Prāna-con-la-P-maiuscola ha diverse suddivisioni che conosciamo come Prāna Vayū, i soffi vitali, ognuno deputato ad una funzione diversa: i principali sono prāna (con-la-p-minuscola), apāna, vyāna, samāna, udāna. Li possiamo immaginare come localizzati in diverse aree del corpo, anche se i testi di Yoga non concordano sempre sulla loro localizzazione; prāna nella zona del torace e connesso con l’introduzione del nutrimento, a partire dall’ossigeno che ci permette di vivere ma anche nutrimento inteso come stimoli sensoriali; apāna legato all’eliminazione e pertanto collegato alla zona del basso addome e all’espiro; vyāna delocalizzato su tutto il corpo e deputato a distribuire il nutrimento. Possiamo immaginare samāna come un soffio equilibratore e assimilatore del nutrimento, lo ritroviamo nella zona dell’addome ma è anche coinvolto nella stabilità psicofisica, sperimentiamo spesso di come le torsioni possano lavorare a livelli profondi e stimolare reazioni fisiche ed emotive e di come le posizioni di equilibrio siano difficili se la mente non è calma. Udāna è un soffio ascendente, lo ritroviamo nella zona più vulnerabile del corpo, la gola e spesso le pratiche dove andiamo a toccare questa zona sono pratiche forti non solo a livello fisico.
Quando Prāna non scorre bene, quando il corpo è malato, quando la mente è appesantita, quando si disperde all’esterno e non è ben indirizzato, lo sentiamo subito nel respiro. È di questo che parla Patañjali nei sutra del primo libro dedicati agli ostacoli (antarāya) sul percorso e come superarli (YS I.30-I.39).
Quando siamo malati, quando siamo assaliti dall’apatia, dal dubbio, dalla fretta, dalla stanchezza e dall’indulgenza, quando ci sentiamo supereroi ma anche quando non ci sentiamo all’altezza di affrontare la vita, quando gettiamo la spugna e quando facciamo passi indietro perché non siamo stabili il nostro corpo mostra dei sintomi inconfondibili.
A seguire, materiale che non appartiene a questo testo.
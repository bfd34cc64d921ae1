//! Bounded context extraction around a document line.

use serde::{Deserialize, Serialize};

/// Extraction regime for a context window.
#[derive(Debug, Clone, PartialEq, Eq)]
pub enum WindowMode {
    /// Symmetric span with no markers, used when batch-scanning sites.
    Narrow { before: usize, after: usize },
    /// Large symmetric span with the target line wrapped in a sentinel
    /// token pair, so a generation step can locate the focus line inside
    /// a half-document-sized excerpt without character offsets.
    WideMarked {
        radius: usize,
        marker_prefix: String,
        marker_suffix: String,
    },
}

/// A bounded excerpt plus the absolute line range it was taken from.
#[derive(Debug, Clone, Serialize, Deserialize, PartialEq, Eq)]
pub struct ContextWindow {
    pub text: String,
    pub start_line: usize,
    pub end_line: usize,
}

/// Extract a context window centered on `anchor`. Spans shrink at the
/// document edges; out-of-range anchors clamp to the last line.
pub fn window(text: &str, anchor: usize, mode: &WindowMode) -> ContextWindow {
    let lines: Vec<&str> = text.lines().collect();
    window_lines(&lines, anchor, mode)
}

pub(crate) fn window_lines(lines: &[&str], anchor: usize, mode: &WindowMode) -> ContextWindow {
    if lines.is_empty() {
        return ContextWindow {
            text: String::new(),
            start_line: 0,
            end_line: 0,
        };
    }

    let anchor = anchor.min(lines.len() - 1);
    let (before, after) = match mode {
        WindowMode::Narrow { before, after } => (*before, *after),
        WindowMode::WideMarked { radius, .. } => (*radius, *radius),
    };

    let start = anchor.saturating_sub(before);
    let end = (anchor + after).min(lines.len() - 1);

    let mut out = Vec::with_capacity(end - start + 1);
    for (row, line) in lines.iter().enumerate().take(end + 1).skip(start) {
        if row == anchor {
            if let WindowMode::WideMarked {
                marker_prefix,
                marker_suffix,
                ..
            } = mode
            {
                out.push(format!("{}{}{}", marker_prefix, line, marker_suffix));
                continue;
            }
        }
        out.push((*line).to_string());
    }

    ContextWindow {
        text: out.join("\n"),
        start_line: start,
        end_line: end,
    }
}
Siamo appesantiti e percepiamo che qualcosa non ‘gira’ nel verso giusto, vediamo tutto nero, siamo irrequieti e il nostro respiro si affanna e diventa irregolare. Patañjali definisce questo respiro śvāsapraśvāsā, un inspiro ed un espiro irregolari, interrotti, non fluidi. È interessante che utilizzi questo termine e poi ne utilizzi un altro per indicare il respiro fluido e regolare, a quel punto lo chiama prānāyāma e ne parla nel secondo libro degli Yoga Sutra.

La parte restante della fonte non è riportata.